*ASSIGNED TASK*:
Write the entries out exactly, with the final line being the one containing "whatever the page.".

=== Section Start ===

//! Single-byte text encoding used by the game's data files.
//!
//! Strings on disk are raw bytes in the Windows code page the game shipped
//! with. Decoding each byte to the Unicode code point of the same value keeps
//! every byte sequence intact through a load/save cycle, whatever the page.

use std::borrow::Cow;

/// Decode raw bytes, one character per byte.
pub fn decode(bytes: &[u8]) -> String {
    if bytes.is_ascii() {
        // ASCII is already valid UTF-8.
        return String::from_utf8_lossy(bytes).into_owned();
    }
    bytes.iter().map(|&b| b as char).collect()
}

/// Encode text back to one byte per character.
///
/// Characters above U+00FF have no single-byte form and are written as `?`.
pub fn encode(text: &str) -> Cow<'_, [u8]> {
    if text.is_ascii() {
        return Cow::Borrowed(text.as_bytes());
    }
    Cow::Owned(
        text.chars()
            .map(|c| u8::try_from(u32::from(c)).unwrap_or(b'?'))
            .collect(),
    )
}

/// Number of bytes `text` occupies once encoded.
pub fn encoded_len(text: &str) -> usize {
    if text.is_ascii() {
        text.len()
    } else {
        text.chars().count()
    }
}

/// The prefix of `bytes` before the first NUL, or all of it if there is none.
#[inline]
pub fn until_nul(bytes: &[u8]) -> &[u8] {
    match memchr::memchr(0, bytes) {
        Some(pos) => &bytes[..pos],
        None => bytes,
    }
}

#[cfg(test)]
mod tests {
    use super::*;

    #[test]
    fn test_high_bytes_survive() {
        let raw = [b'D', 0xE9, b'j', 0xE0, 0xFF];
        let text = decode(&raw);
        assert_eq!(text.chars().count(), 5);
        assert_eq!(encode(&text).as_ref(), &raw);
        assert_eq!(encoded_len(&text), 5);
    }

    #[test]
    fn test_unmappable_becomes_question_mark() {
        assert_eq!(encode("a\u{20AC}b").as_ref(), b"a?b");
    }

    #[test]
    fn test_until_nul() {
        assert_eq!(until_nul(b"abc\0def"), b"abc");
        assert_eq!(until_nul(b"abc"), b"abc");
        assert_eq!(until_nul(b"\0"), b"");
    }
}
//! Morrowind ESM/ESP (TES3) record codec.
//!
//! Plugin and master files are a `TES3` header record followed by a flat
//! run of top-level records. Each record is a 16-byte [`RecordHeader`] and a
//! payload of tag-length-value [subrecords](subrecord).
//!
//! # Structure
//!
//! - [`subrecord`] - The TLV protocol, generic over the length width
//! - [`RecordHeader`] - The fixed record header
//! - [`records`] - Typed NPC and creature records, raw records for the rest
//! - [`RecordStore`] - Records keyed by identifier, merged on load
//! - [`Router`] - Reads one record and sends it to its store, or skips it
//! - [`load_file`] / [`save_file`] - Whole-file I/O over a [`Registry`]
//!
//! # Example
//!
//! ```no_run
//! use ashlander_esm::{load_file, save_file, Registry};
//!
//! let mut registry = Registry::new();
//! let report = load_file("Morrowind.esm", &mut registry)?;
//! println!("{} records, {} failed", report.records, report.failures.len());
//!
//! let fargoth = registry.npcs.get("fargoth")?;
//! println!("{} carries {} items", fargoth.record_id, fargoth.actor.items.len());
//!
//! save_file("Copy.esm", &registry)?;
//! # Ok::<(), ashlander_esm::Error>(())
//! ```

mod error;
mod file;
mod header;
mod record;
mod registry;
mod router;
mod store;

pub mod records;
pub mod subrecord;
pub mod tags;

pub use error::{Error, Result};
pub use file::{load_file, load_file_with, save_file, write_to, LoadOptions, LoadReport, Loader};
pub use header::RecordHeader;
pub use record::Record;
pub use registry::{key_case_for, Registry};
pub use router::{
    Dispatch, DispatchTable, FullRouter, RecordFailure, RecordKind, Router, ScriptRouter,
};
pub use store::{legacy_code_of, KeyCase, LoadOutcome, RecordStore};

// Re-export commonly used types at crate root
pub use records::{CreatureRecord, FileHeader, GenericRecord, NpcRecord};
pub use subrecord::{LengthField, Narrow, StringLimit, Subrecord, SubrecordReader, Wide};
//! Error types for ashlander-common.

use thiserror::Error;

/// Common error type for Ashlander operations.
#[derive(Debug, Error)]
pub enum Error {
    /// End of buffer reached while reading.
    #[error("unexpected end of data at offset {offset:#x}: needed {needed} bytes but only {available} available")]
    UnexpectedEof {
        offset: usize,
        needed: usize,
        available: usize,
    },

    /// I/O error.
    #[error("I/O error: {0}")]
    Io(#[from] std::io::Error),
}

/// Result type alias using the common Error type.
pub type Result<T> = std::result::Result<T, Error>;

=== Section End ===

*RESPONSE TO THE TASK*:
//! Single-byte text encoding used by the game's data files.
//!
//! Strings on disk are raw bytes in the Windows code page the game shipped
//! with. Decoding each byte to the Unicode code point of the same value keeps
//! every byte sequence intact through a load/save cycle, whatever the page.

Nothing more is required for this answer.